Durante todo o tempo que fiz essas grandes bizarrices eu
sempre achei que todos estavam contra mim. Que ninguém queria me ver feliz. Que
não entendiam o meu propósito, que não entendia a beleza que eu via e que eu
queria. Na verdade eu só estava me destruindo e tentando me matar e graças a
alguns bons amigos eu sempre fui impedida disso. Graças a alguns que me deram
tapas na cara, me apontaram o dedo e gritaram comigo me chamando de louca e
ameaçando me internar. Graças aqueles que me socorreram quando eu desmaiei no
meio da rua e dentro da sala de aula. Graças aqueles que fizeram cara feia e me
obrigaram a comer. Graças aquele que chorou no meu colo porque eu estava muito
magra. Graças ao cara que disse: se você não comer, eu também não como. Graças
a inúmeras atitudes.
Hoje metade das coisas que aconteceram realmente me afetam,
sempre reinterarei isso. Baixa autoestima pode ser colocada em primeiro lugar,
mas esse é o pior dos problemas. Enquanto todos se entopem de comida quando
estão nervosos ou coisa parecida, eu não sinto fome nenhuma. Posso passar horas
sem comer e não sentir fome, muitas vezes eu só como por vontade de comida
mesmo. Qualquer coisa que me abale é uma certeza que dois ou três quilos serão
perdidos e será um trabalho de, pelo menos, quatro meses para recupera-los.
Mas sabem, mesmo com a tremedeira das minhas desordens
neurológicas, meus quatro olhos e a boca de ferro, da qual me livrei, foi tudo
sempre de boa. Eu sempre levei na esportiva e tirei de letra todas as
dificuldades que tive com todos os itens supracitados, mas não com meu corpo.
Ok que até hoje sou mega encanada com minha aparência e com todo e qualquer
detalhe do meu corpo, mas consigo ser mais leve e fazer até piadinhas com isso.

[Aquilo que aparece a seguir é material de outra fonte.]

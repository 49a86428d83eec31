//! Jellymirror Client - Jellyfin HTTP API client
//!
//! Provides an async client for the parts of the Jellyfin API the mirror
//! reads from:
//! - Media folders, recursive item listings and users
//! - Installed plugins and the Playback Reporting custom query endpoint
//!
//! ## Modules
//!
//! - [`client`] - Authenticated HTTP client with retry on throttling
//! - [`provider`] - [`IMediaSource`](jellymirror_core::ports::IMediaSource) adapter
//! - [`retry`] - Retry-After parsing and backoff

pub mod client;
pub mod provider;
pub mod retry;

pub use client::JellyfinClient;
pub use provider::JellyfinMediaSource;

use std::time::Duration;
use thiserror::Error;

/// Errors that can occur when communicating with a Jellyfin server
#[derive(Debug, Error)]
pub enum ClientError {
    /// The API key was rejected
    #[error("Unauthorized: {0}")]
    Unauthorized(String),

    /// The key is valid but lacks the required permission
    #[error("Forbidden: {0}")]
    Forbidden(String),

    /// The requested endpoint or resource does not exist
    #[error("Not found: {0}")]
    NotFound(String),

    /// Throttled; retries were exhausted
    #[error("Too many requests, retry after {retry_after:?}")]
    TooManyRequests { retry_after: Duration },

    /// A server-side error occurred (5xx)
    #[error("Server error: {0}")]
    ServerError(String),

    /// A network-level error occurred
    #[error("Network error: {0}")]
    NetworkError(#[from] reqwest::Error),

    /// The server URL could not be used as a base URL
    #[error("Invalid server URL: {0}")]
    InvalidUrl(String),

    /// The response body could not be parsed
    #[error("Invalid response: {0}")]
    InvalidResponse(String),
}

impl ClientError {
    /// Whether a later attempt of the same request may succeed
    pub fn is_retryable(&self) -> bool {
        matches!(
            self,
            ClientError::TooManyRequests { .. } | ClientError::ServerError(_)
        )
    }
}
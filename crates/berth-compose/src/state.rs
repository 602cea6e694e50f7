//! Persistent local state.
//!
//! Holds the variables set with `setenv` in a small JSON file under the
//! project state directory. A missing file is an empty state. The file is
//! always rewritten whole, through a rename, so a reader sees either the old
//! or the new contents.

use std::path::Path;

use berth_common::error::{BerthError, Result};
use serde::{Deserialize, Serialize};

use crate::envvars::EnvironmentOverlay;

/// Everything persisted for a local project.
#[derive(Debug, Clone, Default, PartialEq, Serialize, Deserialize)]
pub struct LocalState {
    /// Variables layered over the descriptor environment on every run.
    #[serde(default)]
    pub environment: EnvironmentOverlay,
    /// Keys written by other tools or versions, kept as-is.
    #[serde(flatten)]
    pub extra: serde_json::Map<String, serde_json::Value>,
}

impl LocalState {
    /// Loads the state file, or an empty state if it does not exist.
    ///
    /// # Errors
    ///
    /// Returns an error if the file exists but cannot be read or parsed.
    pub fn load(path: &Path) -> Result<Self> {
        tracing::debug!(path = %path.display(), "loading local state");
        match std::fs::read(path) {
            Ok(bytes) => Ok(serde_json::from_slice(&bytes)?),
            Err(e) if e.kind() == std::io::ErrorKind::NotFound => Ok(Self::default()),
            Err(e) => Err(BerthError::io(path, e)),
        }
    }

    /// Persists the state atomically.
    ///
    /// # Errors
    ///
    /// Returns an error if the file cannot be written.
    pub fn save(&self, path: &Path) -> Result<()> {
        tracing::debug!(path = %path.display(), "saving local state");
        let data = serde_json::to_vec_pretty(self)?;
        crate::fsio::write_atomic(path, &data)
    }
}

/// Loads the persisted overlay. Empty if no state exists yet.
///
/// # Errors
///
/// Returns an error if the state file exists but cannot be read or parsed.
pub fn load_overlay(path: &Path) -> Result<EnvironmentOverlay> {
    Ok(LocalState::load(path)?.environment)
}

/// Replaces the persisted overlay, keeping any other state.
///
/// Pending removals are applied before writing, so the stored overlay never
/// carries removals.
///
/// # Errors
///
/// Returns an error if the existing state cannot be read or the new state
/// cannot be written.
pub fn save_overlay(overlay: &EnvironmentOverlay, path: &Path) -> Result<()> {
    let mut state = LocalState::load(path)?;
    state.environment = overlay.filtered();
    state.save(path)
}
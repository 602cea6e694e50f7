//! # berth — local runner CLI
//!
//! Translates a multi-container descriptor into a docker-compose file so the
//! application can run locally, and manages the environment variables layered
//! over it.

mod commands;
mod output;

use clap::Parser;

use crate::commands::Cli;

fn main() -> anyhow::Result<()> {
    tracing_subscriber::fmt()
        .with_env_filter(tracing_subscriber::EnvFilter::from_default_env())
        .with_writer(std::io::stderr)
        .init();

    let cli = Cli::parse();
    commands::execute(cli)
}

Essa é a hora que eu deveria concluir, mas bem... eu não
consigo. Ainda faço tratamento de epilepsia e vivo me vigiando, e sendo
vigiada, pra comer pelo menos uma vez ao dia. Não dá pra colocar um ponto final
e dizer: VIU GENTE, ME CUREI DE TUDO! SOU LINDA, UMA PRINCESA! Não existe cura,
nem pra epilepsia, nem pra anorexia/bulimia. Amanhã eu posso estar jogada na
rua tremendo, ou ficar não sei quantos dias sem comer. Não sei o que a vida
determinou parar mim. A única coisa que eu sei é que eu tenho que esperar, esperar
e me manter o pensamento firme. Porque se eu não morri antes dos dezoito anos
não é depois deles que irei perecer.